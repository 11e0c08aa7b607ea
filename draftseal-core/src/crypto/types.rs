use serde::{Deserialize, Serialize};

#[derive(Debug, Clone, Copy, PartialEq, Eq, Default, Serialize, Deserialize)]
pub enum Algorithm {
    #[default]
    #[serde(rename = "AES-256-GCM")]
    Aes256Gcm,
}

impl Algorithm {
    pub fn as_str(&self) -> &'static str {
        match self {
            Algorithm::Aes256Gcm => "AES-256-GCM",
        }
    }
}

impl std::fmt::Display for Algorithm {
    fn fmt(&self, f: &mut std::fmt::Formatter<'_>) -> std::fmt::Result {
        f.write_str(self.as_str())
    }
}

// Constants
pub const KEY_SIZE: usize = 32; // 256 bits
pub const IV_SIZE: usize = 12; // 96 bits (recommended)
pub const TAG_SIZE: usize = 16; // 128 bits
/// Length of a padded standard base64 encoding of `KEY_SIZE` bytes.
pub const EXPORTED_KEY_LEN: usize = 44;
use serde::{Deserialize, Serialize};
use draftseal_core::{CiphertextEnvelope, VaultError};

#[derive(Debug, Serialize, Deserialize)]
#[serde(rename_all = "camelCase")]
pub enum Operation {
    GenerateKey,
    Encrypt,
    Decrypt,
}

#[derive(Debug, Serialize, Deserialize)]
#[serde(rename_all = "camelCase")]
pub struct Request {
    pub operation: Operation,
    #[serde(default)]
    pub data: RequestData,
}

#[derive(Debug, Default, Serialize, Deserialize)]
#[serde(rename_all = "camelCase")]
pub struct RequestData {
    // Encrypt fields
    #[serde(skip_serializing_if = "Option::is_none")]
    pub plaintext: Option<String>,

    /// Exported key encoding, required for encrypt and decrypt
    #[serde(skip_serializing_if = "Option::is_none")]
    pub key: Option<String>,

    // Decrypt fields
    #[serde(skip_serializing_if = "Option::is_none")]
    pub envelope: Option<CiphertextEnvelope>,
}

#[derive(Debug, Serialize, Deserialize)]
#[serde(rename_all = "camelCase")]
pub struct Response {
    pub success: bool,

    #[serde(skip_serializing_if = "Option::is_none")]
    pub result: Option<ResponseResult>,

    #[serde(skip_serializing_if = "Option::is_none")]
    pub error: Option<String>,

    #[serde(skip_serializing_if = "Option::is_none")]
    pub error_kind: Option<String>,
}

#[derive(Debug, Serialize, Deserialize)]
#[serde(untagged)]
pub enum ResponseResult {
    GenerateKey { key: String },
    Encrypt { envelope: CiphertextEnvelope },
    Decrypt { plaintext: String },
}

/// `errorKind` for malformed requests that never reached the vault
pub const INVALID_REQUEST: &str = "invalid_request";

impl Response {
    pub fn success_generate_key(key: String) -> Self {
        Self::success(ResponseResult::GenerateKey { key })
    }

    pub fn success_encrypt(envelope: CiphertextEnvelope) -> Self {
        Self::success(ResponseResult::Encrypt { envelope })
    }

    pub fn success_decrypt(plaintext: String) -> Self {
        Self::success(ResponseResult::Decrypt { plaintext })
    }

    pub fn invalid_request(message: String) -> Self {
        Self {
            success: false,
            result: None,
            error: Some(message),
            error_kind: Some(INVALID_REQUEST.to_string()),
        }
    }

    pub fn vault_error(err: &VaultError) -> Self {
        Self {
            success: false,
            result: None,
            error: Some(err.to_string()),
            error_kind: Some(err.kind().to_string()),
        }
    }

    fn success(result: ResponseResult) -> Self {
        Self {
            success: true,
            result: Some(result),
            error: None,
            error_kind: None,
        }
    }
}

════════

**Your task**: Go to the line in the listing above that has "pub fn invalid_request(message: String)" in it. Set down that line and each one after it, exactly.

**Answer to the exercise**:
    pub fn invalid_request(message: String) -> Self {
        Self {
            success: false,
            result: None,
            error: Some(message),
            error_kind: Some(INVALID_REQUEST.to_string()),
        }
    }

    pub fn vault_error(err: &VaultError) -> Self {
        Self {
            success: false,
            result: None,
            error: Some(err.to_string()),
            error_kind: Some(err.kind().to_string()),
        }
    }

    fn success(result: ResponseResult) -> Self {
        Self {
            success: true,
            result: Some(result),
            error: None,
            error_kind: None,
        }
    }
}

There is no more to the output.